C'est l'étroitesse du corps de son ami que Yoongi trouvait parfaite pour peindre les portraits de commandes des dames : il était objectivement beaucoup trop maigre, bien trop halé, mais ses proportions étaient parfaites et qui que soit la personne censée être représentée sur le portrait – fictive, biblique ou réelle – le corps de Hoseok s'adaptait parfaitement à tous les visages. Les clients étaient contents de pouvoir faire l'acquisition d'une peinture qui mettait tant en avant leurs femmes.
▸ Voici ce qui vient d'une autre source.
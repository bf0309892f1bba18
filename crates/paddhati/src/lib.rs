//! KP (Krishnamurti Paddhati) chart engine.
//!
//! `chart` turns a listing moment into a sidereal [`BirthChart`],
//! `significators` reads house significators off it, and `scorer` folds
//! them into a descriptive score against a price series.

pub mod bodies;
pub mod chart;
pub mod ephemeris;
pub mod error;
pub mod nakshatra;
pub mod scorer;
pub mod significators;
pub mod tables;
pub mod time;

pub use bodies::{Body, NodeKind};
pub use chart::{BirthChart, ChartCalculator, ChartSettings, Moment};
pub use ephemeris::{Ayanamsha, Ephemeris, GeoLocation, HouseSystem, SwissEphemerisAdapter};
pub use error::{ChartError, EphemerisError, ErrorKind};
pub use scorer::{BacktestReport, Prediction, PricePoint, Scorer};
pub use significators::{all_house_significators, house_significators, HouseSignificators};
pub use time::JulianDay;
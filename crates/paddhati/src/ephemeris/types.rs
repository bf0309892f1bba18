use serde::{Deserialize, Serialize};
use std::fmt;
use std::str::FromStr;

use crate::bodies::Body;
use crate::error::ChartError;
use crate::tables::normalize_degrees;
use crate::time::JulianDay;

/// Geographic location coordinates
#[derive(Debug, Clone, Copy, PartialEq, Serialize, Deserialize)]
pub struct GeoLocation {
    pub lat: f64,
    pub lon: f64,
}

impl GeoLocation {
    /// Build a location, rejecting out-of-range or non-finite coordinates.
    pub fn new(lat: f64, lon: f64) -> Result<Self, ChartError> {
        let location = Self { lat, lon };
        location.validate()?;
        Ok(location)
    }

    pub fn validate(&self) -> Result<(), ChartError> {
        if !self.lat.is_finite() || !(-90.0..=90.0).contains(&self.lat) {
            return Err(ChartError::InvalidInput(format!(
                "latitude {} outside [-90, 90]",
                self.lat
            )));
        }
        if !self.lon.is_finite() || !(-180.0..=180.0).contains(&self.lon) {
            return Err(ChartError::InvalidInput(format!(
                "longitude {} outside [-180, 180]",
                self.lon
            )));
        }
        Ok(())
    }
}

/// Sidereal position of one body
#[derive(Debug, Clone, Copy, PartialEq, Serialize, Deserialize)]
pub struct BodyPosition {
    pub body: Body,
    /// Sidereal longitude in degrees (0-360)
    pub longitude: f64,
    /// Latitude in degrees
    pub latitude: f64,
    /// Distance in AU
    pub distance: f64,
    /// Speed in longitude (degrees per day)
    pub speed: f64,
}

impl BodyPosition {
    pub fn retrograde(&self) -> bool {
        self.speed < 0.0
    }
}

/// House cusps and angles in the sidereal frame.
#[derive(Debug, Clone, Copy, PartialEq, Serialize, Deserialize)]
pub struct HouseCusps {
    /// Cusp longitudes, index 0 is the leading edge of house 1
    pub cusps: [f64; 12],
    pub ascendant: f64,
    pub mc: f64,
}

impl HouseCusps {
    /// Normalizes every value into [0, 360).
    pub fn new(cusps: [f64; 12], ascendant: f64, mc: f64) -> Self {
        Self {
            cusps: cusps.map(normalize_degrees),
            ascendant: normalize_degrees(ascendant),
            mc: normalize_degrees(mc),
        }
    }

    /// Cusp of `house` (1-12).
    pub fn cusp(&self, house: u8) -> Option<f64> {
        if (1..=12).contains(&house) {
            Some(self.cusps[house as usize - 1])
        } else {
            None
        }
    }

    pub fn is_well_formed(&self) -> bool {
        self.cusps
            .iter()
            .chain([self.ascendant, self.mc].iter())
            .all(|c| c.is_finite() && (0.0..360.0).contains(c))
    }
}

/// House-division method.
#[derive(Debug, Clone, Copy, PartialEq, Eq, Hash, Default, Serialize, Deserialize)]
#[serde(rename_all = "snake_case")]
pub enum HouseSystem {
    #[default]
    Placidus,
    Koch,
    Equal,
    WholeSign,
    Regiomontanus,
    Campanus,
    Alcabitius,
    Morinus,
}

/// House system mapping
const HOUSE_SYSTEMS: &[(&str, HouseSystem, u8)] = &[
    ("placidus", HouseSystem::Placidus, b'P'),
    ("koch", HouseSystem::Koch, b'K'),
    ("equal", HouseSystem::Equal, b'E'),
    ("whole_sign", HouseSystem::WholeSign, b'W'),
    ("regiomontanus", HouseSystem::Regiomontanus, b'R'),
    ("campanus", HouseSystem::Campanus, b'C'),
    ("alcabitius", HouseSystem::Alcabitius, b'A'),
    ("morinus", HouseSystem::Morinus, b'M'),
];

impl HouseSystem {
    pub fn name(&self) -> &'static str {
        HOUSE_SYSTEMS
            .iter()
            .find(|(_, system, _)| system == self)
            .map(|(name, _, _)| *name)
            .unwrap_or("placidus")
    }

    /// Swiss Ephemeris house system code.
    pub fn code(&self) -> u8 {
        HOUSE_SYSTEMS
            .iter()
            .find(|(_, system, _)| system == self)
            .map(|(_, _, code)| *code)
            .unwrap_or(b'P')
    }
}

impl FromStr for HouseSystem {
    type Err = ChartError;

    fn from_str(s: &str) -> Result<Self, Self::Err> {
        let lower = s.to_lowercase();
        HOUSE_SYSTEMS
            .iter()
            .find(|(name, _, _)| *name == lower)
            .map(|(_, system, _)| *system)
            .ok_or_else(|| {
                ChartError::ConfigurationUnavailable(format!(
                    "Invalid house system: {}. Valid systems: {:?}",
                    s,
                    HOUSE_SYSTEMS.iter().map(|(name, _, _)| *name).collect::<Vec<_>>()
                ))
            })
    }
}

impl fmt::Display for HouseSystem {
    fn fmt(&self, f: &mut fmt::Formatter<'_>) -> fmt::Result {
        f.write_str(self.name())
    }
}

/// Sidereal reference frame.
#[derive(Debug, Clone, Copy, PartialEq, Eq, Hash, Default, Serialize, Deserialize)]
#[serde(rename_all = "snake_case")]
pub enum Ayanamsha {
    #[default]
    Krishnamurti,
    Lahiri,
    Raman,
    FaganBradley,
}

/// General precession in longitude, arcseconds per Julian year.
pub const PRECESSION_ARCSEC_PER_YEAR: f64 = 50.290966;

// (name, variant, reference epoch JD, ayanamsha at epoch in degrees)
// Epochs and values follow the Swiss Ephemeris ayanamsha table.
const AYANAMSHAS: &[(&str, Ayanamsha, f64, f64)] = &[
    ("krishnamurti", Ayanamsha::Krishnamurti, 2415020.0, 22.363889),
    ("lahiri", Ayanamsha::Lahiri, 2435553.5, 23.245524743),
    ("raman", Ayanamsha::Raman, 2415020.0, 21.014444),
    ("fagan_bradley", Ayanamsha::FaganBradley, 2433282.42346, 24.042044444),
];

impl Ayanamsha {
    pub fn name(&self) -> &'static str {
        self.entry().0
    }

    fn entry(&self) -> &'static (&'static str, Ayanamsha, f64, f64) {
        AYANAMSHAS
            .iter()
            .find(|(_, ayanamsha, _, _)| ayanamsha == self)
            .unwrap_or(&AYANAMSHAS[0])
    }

    /// Tropical minus sidereal longitude at `jd`, in degrees.
    ///
    /// Linear in time from the reference epoch. Good to a few arcseconds
    /// over the twentieth and twenty-first centuries.
    pub fn offset(&self, jd: JulianDay) -> f64 {
        let (_, _, epoch, value) = self.entry();
        value + jd.years_since(*epoch) * PRECESSION_ARCSEC_PER_YEAR / 3600.0
    }

    /// Shift a tropical longitude into this sidereal frame.
    pub fn to_sidereal(&self, tropical: f64, jd: JulianDay) -> f64 {
        normalize_degrees(tropical - self.offset(jd))
    }
}

impl FromStr for Ayanamsha {
    type Err = ChartError;

    fn from_str(s: &str) -> Result<Self, Self::Err> {
        let lower = s.to_lowercase();
        AYANAMSHAS
            .iter()
            .find(|(name, _, _, _)| *name == lower)
            .map(|(_, ayanamsha, _, _)| *ayanamsha)
            .ok_or_else(|| {
                ChartError::ConfigurationUnavailable(format!(
                    "Invalid ayanamsha: {}. Valid ayanamshas: {:?}",
                    s,
                    AYANAMSHAS.iter().map(|(name, _, _, _)| *name).collect::<Vec<_>>()
                ))
            })
    }
}

impl fmt::Display for Ayanamsha {
    fn fmt(&self, f: &mut fmt::Formatter<'_>) -> fmt::Result {
        f.write_str(self.name())
    }
}

#[cfg(test)]
mod tests {
    use super::*;
    use crate::error::ErrorKind;
    use crate::time::J2000;

    #[test]
    fn test_geo_location_bounds() {
        assert!(GeoLocation::new(19.0750, 72.8777).is_ok());
        assert!(GeoLocation::new(90.0, -180.0).is_ok());
        assert_eq!(
            GeoLocation::new(91.0, 0.0).unwrap_err().kind(),
            ErrorKind::InvalidInput
        );
        assert!(GeoLocation::new(0.0, 180.5).is_err());
        assert!(GeoLocation::new(f64::NAN, 0.0).is_err());
    }

    #[test]
    fn test_house_system_parse() {
        assert_eq!("placidus".parse::<HouseSystem>().unwrap(), HouseSystem::Placidus);
        assert_eq!("Whole_Sign".parse::<HouseSystem>().unwrap(), HouseSystem::WholeSign);
        assert_eq!(HouseSystem::Koch.code(), b'K');
        let err = "topocentric".parse::<HouseSystem>().unwrap_err();
        assert_eq!(err.kind(), ErrorKind::ConfigurationUnavailable);
    }

    #[test]
    fn test_ayanamsha_parse() {
        assert_eq!(
            "krishnamurti".parse::<Ayanamsha>().unwrap(),
            Ayanamsha::Krishnamurti
        );
        assert_eq!(Ayanamsha::FaganBradley.name(), "fagan_bradley");
        assert!("galactic".parse::<Ayanamsha>().is_err());
    }

    #[test]
    fn test_ayanamsha_offsets_at_j2000() {
        let jd = JulianDay::new(J2000);
        // KP ayanamsha is close to 23°45' around 2000
        let kp = Ayanamsha::Krishnamurti.offset(jd);
        assert!((kp - 23.76).abs() < 0.02, "kp = {}", kp);
        // Lahiri is close to 23°51' around 2000
        let lahiri = Ayanamsha::Lahiri.offset(jd);
        assert!((lahiri - 23.857).abs() < 0.02, "lahiri = {}", lahiri);
        assert!(lahiri > kp);
    }

    #[test]
    fn test_to_sidereal_wraps() {
        let jd = JulianDay::new(J2000);
        let sidereal = Ayanamsha::Krishnamurti.to_sidereal(10.0, jd);
        assert!(sidereal > 340.0 && sidereal < 360.0);
    }

    #[test]
    fn test_house_cusps_normalized() {
        let mut raw = [0.0; 12];
        for (i, c) in raw.iter_mut().enumerate() {
            *c = 350.0 + i as f64 * 30.0;
        }
        let cusps = HouseCusps::new(raw, 350.0, 620.0);
        assert!(cusps.is_well_formed());
        assert_eq!(cusps.cusp(1), Some(350.0));
        assert_eq!(cusps.cusp(2), Some(20.0));
        assert_eq!(cusps.cusp(13), None);
        assert_eq!(cusps.mc, 260.0);
    }
}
Yoongi ne sortait que très peu de son atelier. Il ne s'aventurait à l'extérieur que pour aller acheter des produits que Namjoon ne pouvait lui fournir et le plus rarement possible pour ses commandes. Sur place, chez ses commanditaires, il ne s'attardait pas, il croquait exagérément les traits des visages qui devaient se trouver sur son tableau avant de retourner à son atelier et de demander à ses amis de prendre les poses exigées – classiques le plus souvent, droitement levés ou majestueusement assis. Il harmonisait ensuite corps et visage ensemble pour rendre au mieux la personne. Il n'était aucunement réaliste, il donnait aux gens les reflets qu'ils voulaient avoir d'eux-même, il ne manquait à aucune des exigences sociales mais savait malgré cela dégager l'essentiel d'une personne sur ses toiles afin que cette personne peinte reste la vraie et pas une autre. Il avait parfois des exigences autres : des vêtements avec lesquels ses clients voulaient être peints, des objets, des animaux : dans ce cas de figure soit il empruntait tout ça à ses clients, soit il croquait rapidement l'accessoire avant de retourner s'enfermer chez lui et de faire lui-même des mises en scènes hasardeuses dans son atelier. Il avait une mémoire des choses débordantes et un coup d'œil sur n'importe quel objet ou personne lui suffisait pour pouvoir le reproduire à la perfection. Il aimait quand même travailler ses compositions en les reproduisant en face de lui : tant que c'était chez lui cela lui convenait ; et pour cette raison il faisait venir ses amis, ses uniques modèles depuis longtemps, à partir desquels il laissait se déployer à la fois la maîtrise de son art, sa mémoire et son imagination.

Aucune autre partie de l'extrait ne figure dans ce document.